Les médecins sont au centre du débat


Ce sont les médecins praticiens qui génèrent les dépenses de santé par leurs actes et leurs prescriptions que cela soit au cabinet, en clinique ou à l’hôpital.

Les médecins ont une obligation de moyens qui les pousse vers une consommation de plus en plus importante, d’autant que cette obligation de moyens dérive actuellement à tort vers une obligation de résultats et une responsabilité objective, avec ses conséquences pénales et financières.

Cette fuite en avant est aggravée par la formation des médecins qui privilégie les scientifiques au détriment des littéraires et la technique au détriment des soins et du social. Elle est aggravée par les contrôles imposés par les tutelles qui privilégient les résultats immédiats au détriment du long terme. Elle est aggravée par le système de remboursement qui privilégie la quantité au détriment de la qualité. Elle est aggravée par le besoin d’une rémunération minimum qui influence de façon plus ou moins consciente la pratique quotidienne des praticiens.

Le tarif conventionnel de la consultation d’un médecin généraliste, ou d’un médecin spécialiste, est tout simplement ridicule quand on le rapporte au temps nécessaire pour faire correctement le travail demandé, c’est-à-dire écouter, expliquer, soigner, faire un dossier médical correct, communiquer les informations aux familles et aux médecins traitants.

La rémunération de l’activité chirurgicale est encore plus ridicule, avec un tarif conventionnel qui comprend à la fois l’intervention elle-même et le suivi post-opératoire gracieux pendant trois semaines. Il ne tient même pas compte de l’aide opératoire qui est complètement oublié alors que sa présence est essentielle et que la réglementation fait obligation d’avoir comme aide un infirmier spécialisé diplômé de Bloc opératoire.

 L’argumentation des gestionnaires de la Sécurité sociale qui est de dire que le médecin ou le chirurgien va se rattraper sur la moyenne de ses actes est complètement irréaliste et irresponsable. Un tel système est forcément générateur d’inflation des dépenses en jouant sur la quantité au détriment de la qualité.

Cette tarification provoque une multiplication des consultations, des examens complémentaires et des prescriptions pour avoir le temps de réfléchir et pour conserver le client. Elle entraîne une multiplication des actes chirurgicaux simples et bien côtés d’autant que les gestionnaires veulent une activité pour rentabiliser les investissements du plateau technique. Elle entraîne des rythmes de travail parfois dangereux au détriment de la qualité du service rendu, mais aussi de la santé et de la vie familiale de l’intéressé, ainsi que de ses possibilités de formation complémentaire.

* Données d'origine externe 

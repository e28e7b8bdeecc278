use rust_decimal::Decimal;
use serde::{Deserialize, Serialize};

/// Instrument description as reported by the gateway.
#[derive(Debug, Clone, Default, PartialEq, Serialize, Deserialize)]
pub struct Contract {
    pub con_id: i32,
    pub symbol: String,
    pub sec_type: String,
    pub last_trade_date_or_contract_month: String,
    pub strike: f64,
    pub right: String,
    pub multiplier: String,
    pub exchange: String,
    pub primary_exch: String,
    pub currency: String,
    pub local_symbol: String,
    pub trading_class: String,
    pub combo_legs_descrip: String,
    pub combo_legs: Vec<ComboLeg>,
    pub delta_neutral_contract: Option<DeltaNeutralContract>,
}

#[derive(Debug, Clone, Default, PartialEq, Serialize, Deserialize)]
pub struct ComboLeg {
    pub con_id: i32,
    pub ratio: i32,
    pub action: String,
    pub exchange: String,
    pub open_close: i32,
    pub short_sale_slot: i32,
    pub designated_location: String,
    pub exempt_code: i32,
}

#[derive(Debug, Clone, Default, PartialEq, Serialize, Deserialize)]
pub struct DeltaNeutralContract {
    pub con_id: i32,
    pub delta: f64,
    pub price: f64,
}

#[derive(Debug, Clone, Default, PartialEq, Serialize, Deserialize)]
pub struct TagValue {
    pub tag: String,
    pub value: String,
}

/// Contract plus the static reference data returned by a details request.
/// Bond-specific fields are only filled for bond contract details.
#[derive(Debug, Clone, Default, PartialEq, Serialize, Deserialize)]
pub struct ContractDetails {
    pub contract: Contract,
    pub market_name: String,
    pub min_tick: f64,
    pub md_size_multiplier: Option<i32>,
    pub order_types: String,
    pub valid_exchanges: String,
    pub price_magnifier: i32,
    pub under_con_id: i32,
    pub long_name: String,
    pub contract_month: String,
    pub industry: String,
    pub category: String,
    pub subcategory: String,
    pub time_zone_id: String,
    pub trading_hours: String,
    pub liquid_hours: String,
    pub ev_rule: String,
    pub ev_multiplier: f64,
    pub sec_id_list: Vec<TagValue>,
    pub agg_group: Option<i32>,
    pub under_symbol: String,
    pub under_sec_type: String,
    pub market_rule_ids: String,
    pub real_expiration_date: String,
    pub last_trade_time: String,
    pub cusip: String,
    pub coupon: f64,
    pub maturity: String,
    pub issue_date: String,
    pub ratings: String,
    pub bond_type: String,
    pub coupon_type: String,
    pub convertible: bool,
    pub callable: bool,
    pub putable: bool,
    pub desc_append: String,
    pub next_option_date: String,
    pub next_option_type: String,
    pub next_option_partial: bool,
    pub notes: String,
}

#[derive(Debug, Clone, Default, PartialEq, Serialize, Deserialize)]
pub struct ContractDescription {
    pub contract: Contract,
    pub derivative_sec_types: Vec<String>,
}

#[derive(Debug, Clone, Copy, Default, PartialEq, Eq, Serialize, Deserialize)]
#[serde(rename_all = "lowercase")]
pub enum Conjunction {
    #[default]
    And,
    Or,
}

impl Conjunction {
    /// Parse the wire form ("a"/"o", case-insensitive). Anything else is AND.
    pub fn from_wire(token: &str) -> Self {
        if token.eq_ignore_ascii_case("o") {
            Conjunction::Or
        } else {
            Conjunction::And
        }
    }
}

/// Wire discriminants of the order condition kinds.
pub mod condition_type {
    pub const PRICE: i32 = 1;
    pub const TIME: i32 = 3;
    pub const MARGIN: i32 = 4;
    pub const EXECUTION: i32 = 5;
    pub const VOLUME: i32 = 6;
    pub const PERCENT_CHANGE: i32 = 7;
}

/// Condition attached to a conditional order.
#[derive(Debug, Clone, PartialEq, Serialize, Deserialize)]
#[serde(tag = "type", rename_all = "camelCase")]
pub enum OrderCondition {
    Execution {
        conjunction: Conjunction,
        sec_type: String,
        exchange: String,
        symbol: String,
    },
    Margin {
        conjunction: Conjunction,
        is_more: bool,
        percent: i32,
    },
    PercentChange {
        conjunction: Conjunction,
        is_more: bool,
        change_percent: f64,
        con_id: i32,
        exchange: String,
    },
    Price {
        conjunction: Conjunction,
        is_more: bool,
        price: f64,
        con_id: i32,
        exchange: String,
        trigger_method: i32,
    },
    Time {
        conjunction: Conjunction,
        is_more: bool,
        time: String,
    },
    Volume {
        conjunction: Conjunction,
        is_more: bool,
        volume: i32,
        con_id: i32,
        exchange: String,
    },
}

#[derive(Debug, Clone, Default, PartialEq, Serialize, Deserialize)]
pub struct OrderComboLeg {
    pub price: Option<f64>,
}

#[derive(Debug, Clone, Default, PartialEq, Serialize, Deserialize)]
pub struct SoftDollarTier {
    pub name: String,
    pub value: String,
    pub display_name: String,
}

/// Order attributes as echoed back by open-order and completed-order messages.
/// `Option` fields carry the protocol's "unset" sentinels as `None`.
#[derive(Debug, Clone, Default, PartialEq, Serialize, Deserialize)]
pub struct Order {
    pub order_id: i32,
    pub client_id: i32,
    pub perm_id: i32,
    pub parent_id: i32,
    pub parent_perm_id: i64,
    pub action: String,
    pub total_quantity: Option<Decimal>,
    pub order_type: String,
    pub lmt_price: Option<f64>,
    pub aux_price: Option<f64>,
    pub tif: String,
    pub oca_group: String,
    pub oca_type: i32,
    pub account: String,
    pub open_close: String,
    pub origin: i32,
    pub order_ref: String,
    pub outside_rth: bool,
    pub hidden: bool,
    pub discretionary_amt: f64,
    pub good_after_time: String,
    pub good_till_date: String,
    pub fa_group: String,
    pub fa_method: String,
    pub fa_percentage: String,
    pub fa_profile: String,
    pub model_code: String,
    pub rule_80a: String,
    pub percent_offset: Option<f64>,
    pub settling_firm: String,
    pub short_sale_slot: i32,
    pub designated_location: String,
    pub exempt_code: i32,
    pub auction_strategy: i32,
    pub starting_price: Option<f64>,
    pub stock_ref_price: Option<f64>,
    pub delta: Option<f64>,
    pub stock_range_lower: Option<f64>,
    pub stock_range_upper: Option<f64>,
    pub display_size: Option<i32>,
    pub block_order: bool,
    pub sweep_to_fill: bool,
    pub all_or_none: bool,
    pub min_qty: Option<i32>,
    pub trigger_method: i32,
    pub volatility: Option<f64>,
    pub volatility_type: i32,
    pub delta_neutral_order_type: String,
    pub delta_neutral_aux_price: Option<f64>,
    pub delta_neutral_con_id: i32,
    pub delta_neutral_settling_firm: String,
    pub delta_neutral_clearing_account: String,
    pub delta_neutral_clearing_intent: String,
    pub delta_neutral_open_close: String,
    pub delta_neutral_short_sale: bool,
    pub delta_neutral_short_sale_slot: i32,
    pub delta_neutral_designated_location: String,
    pub continuous_update: i32,
    pub reference_price_type: i32,
    pub trail_stop_price: Option<f64>,
    pub trailing_percent: Option<f64>,
    pub basis_points: Option<f64>,
    pub basis_points_type: Option<i32>,
    pub order_combo_legs: Vec<OrderComboLeg>,
    pub smart_combo_routing_params: Vec<TagValue>,
    pub scale_init_level_size: Option<i32>,
    pub scale_subs_level_size: Option<i32>,
    pub scale_price_increment: Option<f64>,
    pub scale_price_adjust_value: Option<f64>,
    pub scale_price_adjust_interval: Option<i32>,
    pub scale_profit_offset: Option<f64>,
    pub scale_auto_reset: bool,
    pub scale_init_position: Option<i32>,
    pub scale_init_fill_qty: Option<i32>,
    pub scale_random_percent: bool,
    pub hedge_type: String,
    pub hedge_param: String,
    pub opt_out_smart_routing: bool,
    pub clearing_account: String,
    pub clearing_intent: String,
    pub not_held: bool,
    pub algo_strategy: String,
    pub algo_params: Vec<TagValue>,
    pub solicited: bool,
    pub what_if: bool,
    pub randomize_size: bool,
    pub randomize_price: bool,
    pub reference_contract_id: i32,
    pub is_pegged_change_amount_decrease: bool,
    pub pegged_change_amount: f64,
    pub reference_change_amount: f64,
    pub reference_exchange_id: String,
    pub conditions: Vec<OrderCondition>,
    pub conditions_ignore_rth: bool,
    pub conditions_cancel_order: bool,
    pub adjusted_order_type: String,
    pub trigger_price: Option<f64>,
    pub lmt_price_offset: Option<f64>,
    pub adjusted_stop_price: Option<f64>,
    pub adjusted_stop_limit_price: Option<f64>,
    pub adjusted_trailing_amount: Option<f64>,
    pub adjustable_trailing_unit: i32,
    pub soft_dollar_tier: Option<SoftDollarTier>,
    pub cash_qty: Option<f64>,
    pub dont_use_auto_price_for_hedge: bool,
    pub is_oms_container: bool,
    pub discretionary_up_to_limit_price: bool,
    pub use_price_mgmt_algo: bool,
    pub auto_cancel_date: String,
    pub filled_quantity: Option<Decimal>,
    pub ref_futures_con_id: i32,
    pub auto_cancel_parent: bool,
    pub shareholder: String,
    pub imbalance_only: bool,
    pub route_marketable_to_bbo: bool,
}

#[derive(Debug, Clone, Default, PartialEq, Serialize, Deserialize)]
pub struct OrderState {
    pub status: String,
    pub init_margin_before: String,
    pub maint_margin_before: String,
    pub equity_with_loan_before: String,
    pub init_margin_change: String,
    pub maint_margin_change: String,
    pub equity_with_loan_change: String,
    pub init_margin_after: String,
    pub maint_margin_after: String,
    pub equity_with_loan_after: String,
    pub commission: Option<f64>,
    pub min_commission: Option<f64>,
    pub max_commission: Option<f64>,
    pub commission_currency: String,
    pub warning_text: String,
    pub completed_time: String,
    pub completed_status: String,
}

#[derive(Debug, Clone, Default, PartialEq, Serialize, Deserialize)]
pub struct Execution {
    pub order_id: i32,
    pub exec_id: String,
    pub time: String,
    pub acct_number: String,
    pub exchange: String,
    pub side: String,
    pub shares: Option<Decimal>,
    pub price: f64,
    pub perm_id: i32,
    pub client_id: i32,
    pub liquidation: i32,
    pub cum_qty: Option<Decimal>,
    pub avg_price: f64,
    pub order_ref: String,
    pub ev_rule: String,
    pub ev_multiplier: f64,
    pub model_code: String,
    pub last_liquidity: i32,
}

#[derive(Debug, Clone, Default, PartialEq, Serialize, Deserialize)]
pub struct CommissionReport {
    pub exec_id: String,
    pub commission: f64,
    pub currency: String,
    pub realized_pnl: f64,
    #[serde(rename = "yield")]
    pub yield_value: f64,
    pub yield_redemption_date: i32,
}

#[derive(Debug, Clone, Default, PartialEq, Serialize, Deserialize)]
pub struct Bar {
    pub time: String,
    pub open: f64,
    pub high: f64,
    pub low: f64,
    pub close: f64,
    pub volume: Option<Decimal>,
    pub wap: f64,
    pub bar_count: i32,
    pub has_gaps: Option<bool>,
}

#[derive(Debug, Clone, Copy, Default, PartialEq, Eq, Serialize, Deserialize)]
pub struct TickAttrib {
    pub can_auto_execute: bool,
    pub past_limit: bool,
    pub pre_open: bool,
}

#[derive(Debug, Clone, Copy, Default, PartialEq, Eq, Serialize, Deserialize)]
pub struct TickAttribBidAsk {
    pub bid_past_low: bool,
    pub ask_past_high: bool,
}

impl TickAttribBidAsk {
    pub fn from_mask(mask: i32) -> Self {
        Self {
            bid_past_low: mask & 1 != 0,
            ask_past_high: mask & 2 != 0,
        }
    }
}

#[derive(Debug, Clone, Copy, Default, PartialEq, Eq, Serialize, Deserialize)]
pub struct TickAttribLast {
    pub past_limit: bool,
    pub unreported: bool,
}

impl TickAttribLast {
    pub fn from_mask(mask: i32) -> Self {
        Self {
            past_limit: mask & 1 != 0,
            unreported: mask & 2 != 0,
        }
    }
}

#[derive(Debug, Clone, Default, PartialEq, Serialize, Deserialize)]
pub struct HistoricalTick {
    pub time: i64,
    pub price: f64,
    pub size: Option<Decimal>,
}

#[derive(Debug, Clone, Default, PartialEq, Serialize, Deserialize)]
pub struct HistoricalTickBidAsk {
    pub time: i64,
    pub attrib: TickAttribBidAsk,
    pub price_bid: f64,
    pub price_ask: f64,
    pub size_bid: Option<Decimal>,
    pub size_ask: Option<Decimal>,
}

#[derive(Debug, Clone, Default, PartialEq, Serialize, Deserialize)]
pub struct HistoricalTickLast {
    pub time: i64,
    pub attrib: TickAttribLast,
    pub price: f64,
    pub size: Option<Decimal>,
    pub exchange: String,
    pub special_conditions: String,
}

#[derive(Debug, Clone, Default, PartialEq, Serialize, Deserialize)]
pub struct HistogramEntry {
    pub price: f64,
    pub size: Option<Decimal>,
}

#[derive(Debug, Clone, Default, PartialEq, Serialize, Deserialize)]
pub struct PriceIncrement {
    pub low_edge: f64,
    pub increment: f64,
}

#[derive(Debug, Clone, Default, PartialEq, Serialize, Deserialize)]
pub struct FamilyCode {
    pub account_id: String,
    pub family_code: String,
}

#[derive(Debug, Clone, Default, PartialEq, Serialize, Deserialize)]
pub struct NewsProvider {
    pub provider_code: String,
    pub provider_name: String,
}

#[derive(Debug, Clone, Default, PartialEq, Serialize, Deserialize)]
pub struct DepthMktDataDescription {
    pub exchange: String,
    pub sec_type: String,
    pub listing_exch: String,
    pub service_data_type: String,
    pub agg_group: Option<i32>,
}

#[derive(Debug, Clone, Default, PartialEq, Serialize, Deserialize)]
pub struct SmartComponent {
    pub bit_number: i32,
    pub exchange: String,
    pub exchange_letter: String,
}

#[derive(Debug, Clone, Default, PartialEq, Serialize, Deserialize)]
pub struct ScannerRow {
    pub rank: i32,
    pub details: ContractDetails,
    pub distance: String,
    pub benchmark: String,
    pub projection: String,
    pub legs: Option<String>,
}

#[cfg(test)]
mod tests {
    use super::*;

    #[test]
    fn test_conjunction_from_wire() {
        assert_eq!(Conjunction::from_wire("o"), Conjunction::Or);
        assert_eq!(Conjunction::from_wire("O"), Conjunction::Or);
        assert_eq!(Conjunction::from_wire("a"), Conjunction::And);
        assert_eq!(Conjunction::from_wire(""), Conjunction::And);
    }

    #[test]
    fn test_tick_attrib_masks() {
        let bid_ask = TickAttribBidAsk::from_mask(2);
        assert!(!bid_ask.bid_past_low);
        assert!(bid_ask.ask_past_high);

        let last = TickAttribLast::from_mask(3);
        assert!(last.past_limit);
        assert!(last.unreported);
    }

    #[test]
    fn test_condition_serializes_with_type_tag() {
        let cond = OrderCondition::Time {
            conjunction: Conjunction::Or,
            is_more: true,
            time: "20240102 10:00:00".into(),
        };
        let json = serde_json::to_value(&cond).unwrap();
        assert_eq!(json["type"], "time");
        assert_eq!(json["conjunction"], "or");
    }

    #[test]
    fn test_commission_report_yield_field_name() {
        let report = CommissionReport { yield_value: 1.5, ..Default::default() };
        let json = serde_json::to_value(&report).unwrap();
        assert_eq!(json["yield"], 1.5);
    }
}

Il serait fastidieux de faire la liste des excès qui peuvent êtres retrouvés dans les publications scientifiques mais aussi dans les journaux d’informations destinés au grand public. Il est évident que la nomenclature influe sur les indications et les pratiques trop souvent au détriment du patient et de l’intérêt général.

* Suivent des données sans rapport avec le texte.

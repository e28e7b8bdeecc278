use std::collections::VecDeque;

use tracing::debug;

/// Deferred action run against a context, usually the controller.
pub type Command<C> = Box<dyn FnOnce(&mut C) + Send>;

/// Pausable FIFO of commands.
///
/// The scheduler only hands commands out; the owner drains it by calling
/// [`CommandScheduler::next_ready`] in a loop, so a command may pause the
/// scheduler or schedule more work while it runs.
pub struct CommandScheduler<C> {
    queue: VecDeque<Command<C>>,
    paused: bool,
}

impl<C> Default for CommandScheduler<C> {
    fn default() -> Self {
        Self {
            queue: VecDeque::new(),
            paused: true,
        }
    }
}

impl<C> CommandScheduler<C> {
    /// New scheduler, paused.
    pub fn new() -> Self {
        Self::default()
    }

    pub fn schedule(&mut self, command: Command<C>) {
        self.queue.push_back(command);
    }

    pub fn pause(&mut self) {
        if !self.paused {
            debug!(queued = self.queue.len(), "scheduler paused");
        }
        self.paused = true;
    }

    pub fn resume(&mut self) {
        if self.paused {
            debug!(queued = self.queue.len(), "scheduler resumed");
        }
        self.paused = false;
    }

    pub fn is_paused(&self) -> bool {
        self.paused
    }

    pub fn len(&self) -> usize {
        self.queue.len()
    }

    pub fn is_empty(&self) -> bool {
        self.queue.is_empty()
    }

    /// Pop the oldest command unless paused.
    pub fn next_ready(&mut self) -> Option<Command<C>> {
        if self.paused {
            return None;
        }
        self.queue.pop_front()
    }

    /// Run an action immediately, bypassing the queue.
    pub fn run_now<R>(ctx: &mut C, action: impl FnOnce(&mut C) -> R) -> R {
        action(ctx)
    }
}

 Il faut savoir que le temps moyen d’une consultation médicale ne dépasse pas les cinq minutes dans les pays européens où la médecine est nationalisée où contrôlée de façon contractuelle. Ce temps moyen est calculé sur l’ensemble des consultations c’est-à-dire à la fois sur les vraies consultations et celles qui font seulement l’objet de renouvellement d’ordonnance parfois sans voir le patient, ou encore pire, de renouvellement d’arrêt de travail.

La politique de maîtrise des dépenses de santé qui a été faite jusqu’à maintenant ne joue que sur la quantité sans se préoccuper de la qualité. Cela veut dire une dévalorisation encore plus importante des soignants et de toute façon à terme un échec retentissant de la maîtrise, à moins de tomber dans les excès du salariat médical qui aboutira forcément au marché noir de la médecine, comme cela est arrivé dans les pays socialo-communistes de l’Europe de l’Est et plus près de nous en Angleterre, avant sa libéralisation récente.

Le seul garde-fou à ce système inflationniste est la véritable reconnaissance financière de l’acte médical et d’une façon plus générale de tous les actes de soins.